To acknowledge this is indeed, in a very strong sense, a
religious action. A person of faith is not simply
someone who has certain abstract ideas in his or her
head, but someone who is aware of being the focus of an
endless generosity, someone who realises that God’s gift
is all around, and that without this divine gift we
should not exist. And they seek to make this awareness
visible in public actions and public images – in the
rhythms of daily prayer, in the visible offering of
thanks to God. For Christians, the divine gift is seen
most clearly in the death of Jesus, who died so that all
human beings might have new life; and so we Christians
make visible this event in gratitude by our sharing in
the Holy Communion and by lifting up wherever we can the
sign of the cross, the visible token of an invisible and
eternal and unimaginably costly love.
So what we are doing in dedicating this memorial is a
sort of echo of such actions of faith. We recognise our
needs and our dependence; we open our eyes to see the
rich pattern of activity that keeps us alive and at
peace; we lift up a visible and tangible reminder, so
that we don’t get trapped in unthinking, complacent
security. We weave together our gratitude and our
sorrows – because each name here recorded represents a
unique moment of loss and anguish for a family and a
group of comrades. There is nothing abstract about this
commemoration. In doing this, we rediscover things about
our own humanity that we often shy away from – our
urgent need of each other, the reality of a common life
supported by gift and sacrifice.
One of England’s greatest modern poets, Geoffrey Hill,
wrote over fifty years ago about how to remember the
Jewish victims of the Holocaust: there were, he wrote,
so many witnesses, but so few who could really see. Does
it help to try and make people here in Britain remember
these horrors? ‘Is it good to remind them, on a brief
screen,/ Of what they have witnessed and not seen?’ The
answer is a clear yes: just acknowledging the truth
involves us in letting go of a bit of our own comfort so
that grief and compassion can come in. ‘To put up stones
ensures some sacrifice. /Sufficient men confer, carry
their weight’ (Geoffrey Hill, For the Unfallen, p.32).

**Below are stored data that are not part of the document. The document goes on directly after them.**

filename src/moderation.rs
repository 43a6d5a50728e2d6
/// Terms screened when `BANNED_TERMS` is not configured.
pub const DEFAULT_TERMS: &[&str] = &["spam", "viagra", "casino"];

/// Case-insensitive substring screen applied to submitted content.
pub struct ContentPolicy {
    banned: Vec<String>,
}

impl ContentPolicy {
    pub fn new(terms: &[String]) -> Self {
        Self {
            banned: terms
                .iter()
                .map(|term| term.to_lowercase())
                .filter(|term| !term.is_empty())
                .collect(),
        }
    }

    /// Returns the first banned term found in `content`, if any.
    pub fn find_violation(&self, content: &str) -> Option<&str> {
        let lowered = content.to_lowercase();
        self.banned
            .iter()
            .find(|term| lowered.contains(term.as_str()))
            .map(|term| term.as_str())
    }
}
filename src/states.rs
use std::sync::Arc;
use std::time::Duration;

use crate::config::Config;
use crate::moderation::ContentPolicy;
use crate::ratelimit::RateLimiter;
use crate::store::{MemoryStore, ThoughtStore};

// ============================================================================
// APPLICATION STATE - Shared data across all requests
// ============================================================================
/// Everything a handler touches is owned here and shared via `Arc`: the
/// limiters and the store are injected components, not module-level globals,
/// so tests can build a state with whatever limits or store they need.
#[derive(Clone)]
pub struct AppState {
    pub store: Arc<dyn ThoughtStore>,
    pub policy: Arc<ContentPolicy>,
    /// Submission and listing get independent (limit, window) pairs.
    pub create_limiter: Arc<RateLimiter>,
    pub list_limiter: Arc<RateLimiter>,
    pub jwt_secret: String,
    pub request_timeout: Duration,
}

impl AppState {
    pub fn new(config: &Config) -> Self {
        Self {
            store: Arc::new(MemoryStore::default()),
            policy: Arc::new(ContentPolicy::new(&config.banned_terms)),
            create_limiter: Arc::new(RateLimiter::new(
                config.create_limit,
                Duration::from_secs(config.create_window_secs),
            )),
            list_limiter: Arc::new(RateLimiter::new(
                config.list_limit,
                Duration::from_secs(config.list_window_secs),
            )),
            jwt_secret: config.jwt_secret.clone(),
            request_timeout: Duration::from_secs(config.request_timeout_secs),
        }
    }
}
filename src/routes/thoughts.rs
use crate::{
    auth::resolve_identity,
    dto::{CreateThoughtRequest, ListThoughtsQuery},
    errors::ApiError,
    models::{MoodFilter, Scope, Thought},
    routes::client_key,
    states::AppState,
    store::{ScopeFilter, ThoughtFilter},
};
use axum::{
    Json,
    extract::{ConnectInfo, Query, State},
    http::{HeaderMap, StatusCode},
};
use chrono::Utc;
use std::net::SocketAddr;
use tracing::{info, warn};
use uuid::Uuid;
use validator::Validate;

/// POST /thoughts
/// Headers: Authorization: Bearer <token> (optional)
/// Body: { "content": "...", "is_public": bool, "mood": "Calm" | null }
pub async fn create_thought(
    State(state): State<AppState>,
    ConnectInfo(addr): ConnectInfo<SocketAddr>,
    headers: HeaderMap,
    Json(payload): Json<CreateThoughtRequest>,
) -> Result<(StatusCode, Json<Thought>), ApiError> {
    let client = client_key(&headers, addr);
    if !state.create_limiter.check(&client) {
        warn!("Submission rate limit hit for {}", client);
        return Err(ApiError::RateLimited);
    }

    payload
        .validate()
        .map_err(|e| ApiError::Validation(e.to_string()))?;

    if let Some(term) = state.policy.find_violation(&payload.content) {
        warn!("Content policy violation ({}) from {}", term, client);
        return Err(ApiError::ContentPolicy(
            "Thought content violates the content policy.".to_string(),
        ));
    }

    // A missing or invalid credential degrades to anonymous attribution.
    let author_id = resolve_identity(&headers, &state.jwt_secret);

    let thought = Thought {
        id: Uuid::new_v4(),
        author_id,
        content: payload.content,
        is_public: payload.is_public,
        mood: payload.mood,
        created_at: Utc::now(),
    };

    let created = state
        .store
        .insert(thought)
        .await
        .map_err(|e| ApiError::Storage(e.to_string()))?;

    info!(
        "Thought created: {} ({})",
        created.id,
        if created.author_id.is_some() {
            "attributed"
        } else {
            "anonymous"
        }
    );

    Ok((StatusCode::CREATED, Json(created)))
}

/// GET /thoughts?mood=<value>&scope=<all|me>
/// Headers: Authorization: Bearer <token> (required for scope=me)
pub async fn list_thoughts(
    State(state): State<AppState>,
    ConnectInfo(addr): ConnectInfo<SocketAddr>,
    headers: HeaderMap,
    Query(params): Query<ListThoughtsQuery>,
) -> Result<Json<Vec<Thought>>, ApiError> {
    let client = client_key(&headers, addr);
    if !state.list_limiter.check(&client) {
        warn!("Listing rate limit hit for {}", client);
        return Err(ApiError::RateLimited);
    }

    let scope = match params.scope {
        Scope::All => ScopeFilter::Public,
        Scope::Me => {
            let identity_id =
                resolve_identity(&headers, &state.jwt_secret).ok_or(ApiError::Unauthorized)?;
            ScopeFilter::Author(identity_id)
        }
    };

    let filter = ThoughtFilter {
        scope,
        mood: MoodFilter::from_query(params.mood.as_deref()),
    };

    let thoughts = state
        .store
        .list(filter)
        .await
        .map_err(|e| ApiError::Storage(e.to_string()))?;

    Ok(Json(thoughts))
}
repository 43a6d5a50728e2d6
use axum::{
    Json,
    http::StatusCode,
    response::{IntoResponse, Response},
};
use tracing::error;

/// Terminal outcomes of a request. Handlers never retry internally; each
/// variant maps straight to a response.
#[derive(Debug)]
pub enum ApiError {
    /// Malformed input (empty or oversized content).
    Validation(String),
    /// Well-formed content that trips the denylist.
    ContentPolicy(String),
    /// Fixed-window limit exceeded; the caller waits out the window.
    RateLimited,
    /// `scope=me` without a resolvable identity.
    Unauthorized,
    /// The persistence layer failed; the underlying message is surfaced.
    Storage(String),
    Internal(String),
}

/// Convert our custom errors to HTTP responses
///
/// `IntoResponse` trait: Axum calls this to convert errors to responses
/// This is how we control what users see when errors occur
impl IntoResponse for ApiError {
    fn into_response(self) -> Response {
        let (status, message) = match self {
            ApiError::Validation(msg) => (StatusCode::BAD_REQUEST, msg),
            ApiError::ContentPolicy(msg) => (StatusCode::BAD_REQUEST, msg),
            ApiError::RateLimited => (
                StatusCode::TOO_MANY_REQUESTS,
                "Rate limit exceeded".to_string(),
            ),
            ApiError::Unauthorized => (StatusCode::UNAUTHORIZED, "Unauthorized".to_string()),
            ApiError::Storage(msg) => {
                error!("Storage error: {}", msg);
                (StatusCode::INTERNAL_SERVER_ERROR, msg)
            }
            ApiError::Internal(msg) => {
                error!("Internal error: {}", msg);
                (
                    StatusCode::INTERNAL_SERVER_ERROR,
                    "Internal server error".to_string(),
                )
            }
        };

        (
            status,
            Json(serde_json::json!({
              "error": message
            })),
        )
            .into_response()
    }
}
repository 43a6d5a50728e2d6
use axum::Json;
use chrono::Utc;

/// GET /health
/// Response: 200 OK with JSON
pub async fn health_check() -> Json<serde_json::Value> {
    Json(serde_json::json!({
      "status": "healthy",
      "timestamp": Utc::now().timestamp()
    }))
}
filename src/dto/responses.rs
use serde::Serialize;
use uuid::Uuid;

/// Issued by POST /auth/session.
#[derive(Debug, Serialize)]
pub struct SessionResponse {
    pub token: String,
    pub identity_id: Uuid,
}
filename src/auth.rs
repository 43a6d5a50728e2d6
use crate::errors::ApiError;
use axum::http::{HeaderMap, header};
use chrono::{Duration, Utc};
use jsonwebtoken::{DecodingKey, EncodingKey, Header, Validation, decode, encode};
use serde::{Deserialize, Serialize};
use uuid::Uuid;

#[derive(Debug, Serialize, Deserialize)]
pub struct Claims {
    pub sub: String, // Subject (session identity ID)
    pub exp: usize,
}

/// Mints a 24h bearer token for an anonymous session identity.
pub fn create_token(identity_id: &Uuid, secret: &str) -> Result<String, ApiError> {
    let expiration = Utc::now()
        .checked_add_signed(Duration::hours(24))
        .ok_or_else(|| ApiError::Internal("Failed to calculate expiration".into()))?
        .timestamp() as usize;

    let claims = Claims {
        sub: identity_id.to_string(),
        exp: expiration,
    };

    encode(
        &Header::default(),
        &claims,
        &EncodingKey::from_secret(secret.as_bytes()),
    )
    .map_err(|e| ApiError::Internal(format!("Token Creation failed: {}", e)))
}

/// Resolves the caller's identity from the `Authorization: Bearer` header.
///
/// Never fails: a missing, malformed, or expired token resolves to `None`.
/// The caller decides whether that means "anonymous" (submission) or
/// "unauthorized" (listing with `scope=me`).
pub fn resolve_identity(headers: &HeaderMap, secret: &str) -> Option<Uuid> {
    let auth_header = headers
        .get(header::AUTHORIZATION)
        .and_then(|v| v.to_str().ok())?;

    // Check for "Bearer " prefix
    let token = auth_header.strip_prefix("Bearer ")?;

    let claims = decode::<Claims>(
        token,
        &DecodingKey::from_secret(secret.as_bytes()),
        &Validation::default(),
    )
    .map(|data| data.claims)
    .ok()?;

    Uuid::parse_str(&claims.sub).ok()
}

#[cfg(test)]
mod tests {
    use super::*;
    use axum::http::HeaderValue;

    const SECRET: &str = "test-secret";

    fn bearer(token: &str) -> HeaderMap {
        let mut headers = HeaderMap::new();
        headers.insert(
            header::AUTHORIZATION,
            HeaderValue::from_str(&format!("Bearer {token}")).unwrap(),
        );
        headers
    }

    #[test]
    fn token_round_trips_to_the_same_identity() {
        let identity_id = Uuid::new_v4();
        let token = create_token(&identity_id, SECRET).unwrap();
        assert_eq!(resolve_identity(&bearer(&token), SECRET), Some(identity_id));
    }

    #[test]
    fn garbage_token_resolves_to_none() {
        assert_eq!(resolve_identity(&bearer("not-a-token"), SECRET), None);
    }

    #[test]
    fn wrong_secret_resolves_to_none() {
        let token = create_token(&Uuid::new_v4(), SECRET).unwrap();
        assert_eq!(resolve_identity(&bearer(&token), "other-secret"), None);
    }

    #[test]
    fn missing_header_resolves_to_none() {
        assert_eq!(resolve_identity(&HeaderMap::new(), SECRET), None);
    }

    #[test]
    fn non_bearer_scheme_resolves_to_none() {
        let mut headers = HeaderMap::new();
        headers.insert(
            header::AUTHORIZATION,
            HeaderValue::from_static("Basic dXNlcjpwYXNz"),
        );
        assert_eq!(resolve_identity(&headers, SECRET), None);
    }
}
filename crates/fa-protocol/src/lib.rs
//! fa-protocol: Tunnel preamble for forwagent
//!
//! Every tunnel carries exactly one agent session. Immediately after the TLS
//! handshake the dialing side writes a 3-byte [`ProtocolTag`]; everything
//! after it is opaque agent payload.

pub mod error;
pub mod tag;

pub use error::ProtocolError;
pub use tag::{read_tag, write_tag, ProtocolTag, TAG_LEN};

/// Upper bound on a single relay read.
pub const BUF_SIZE: usize = 4096;
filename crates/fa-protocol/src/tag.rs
//! Protocol tag exchanged once per tunnel

use std::fmt;

use tokio::io::{AsyncRead, AsyncReadExt, AsyncWrite, AsyncWriteExt};

use crate::error::ProtocolError;

/// Length of the preamble in bytes
pub const TAG_LEN: usize = 3;

/// Which agent protocol a tunnel carries
#[derive(Debug, Clone, Copy, PartialEq, Eq, Hash)]
pub enum ProtocolTag {
    /// SSH agent protocol
    Ssh,
    /// GPG agent (Assuan) protocol
    Gpg,
}

impl ProtocolTag {
    /// Both tags, in listener creation order
    pub const ALL: [ProtocolTag; 2] = [ProtocolTag::Gpg, ProtocolTag::Ssh];

    /// Wire encoding of the tag
    pub const fn as_bytes(&self) -> &'static [u8; TAG_LEN] {
        match self {
            ProtocolTag::Ssh => b"SSH",
            ProtocolTag::Gpg => b"GPG",
        }
    }

    /// Parse a tag from its wire encoding
    pub fn from_bytes(bytes: [u8; TAG_LEN]) -> Result<Self, ProtocolError> {
        match &bytes {
            b"SSH" => Ok(ProtocolTag::Ssh),
            b"GPG" => Ok(ProtocolTag::Gpg),
            _ => Err(ProtocolError::UnknownTag(bytes)),
        }
    }

    /// File name of the agent socket this protocol is normally served on
    pub const fn socket_name(&self) -> &'static str {
        match self {
            ProtocolTag::Ssh => "S.gpg-agent.ssh",
            ProtocolTag::Gpg => "S.gpg-agent",
        }
    }
}

impl fmt::Display for ProtocolTag {
    fn fmt(&self, f: &mut fmt::Formatter<'_>) -> fmt::Result {
        match self {
            ProtocolTag::Ssh => write!(f, "SSH"),
            ProtocolTag::Gpg => write!(f, "GPG"),
        }
    }
}

/// Write the tag and flush, so it leaves before any payload
pub async fn write_tag<W>(writer: &mut W, tag: ProtocolTag) -> Result<(), ProtocolError>
where
    W: AsyncWrite + Unpin + ?Sized,
{
    writer.write_all(tag.as_bytes()).await?;
    writer.flush().await?;
    Ok(())
}

/// Read exactly [`TAG_LEN`] bytes and decode them.
///
/// Blocks until the full tag has arrived or the peer closes.
pub async fn read_tag<R>(reader: &mut R) -> Result<ProtocolTag, ProtocolError>
where
    R: AsyncRead + Unpin + ?Sized,
{
    let mut buf = [0u8; TAG_LEN];
    let mut got = 0;
    while got < TAG_LEN {
        let n = reader.read(&mut buf[got..]).await?;
        if n == 0 {
            return Err(ProtocolError::ShortTag {
                got,
                expected: TAG_LEN,
            });
        }
        got += n;
    }
    tracing::trace!("Read protocol tag {:?}", buf);
    ProtocolTag::from_bytes(buf)
}
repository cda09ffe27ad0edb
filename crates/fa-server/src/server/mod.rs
//! TLS listener and tunnel dispatch

mod handler;
mod listener;

pub use handler::TunnelAcceptor;
pub use listener::ServerEndpoint;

So here is our reminder of debts we owe, debts to what
is so often witnessed but not seen. ‘To put up stones
ensures some sacrifice’. We have let ourselves be
challenged and our comfort interrupted by this memorial.
For this brief moment we have seen more than we normally
let ourselves see; and we pray the God upon whose risky,
sacrificial love we all depend to teach us the honesty,
the thanksgiving, and the pity we need to keep us fully
human: to teach us, in St Paul’s great words, to ‘look
not at the things which are seen, but at the things
which are not seen’ (II Cor.4.18), because they are the
signs of a truth that never passes away.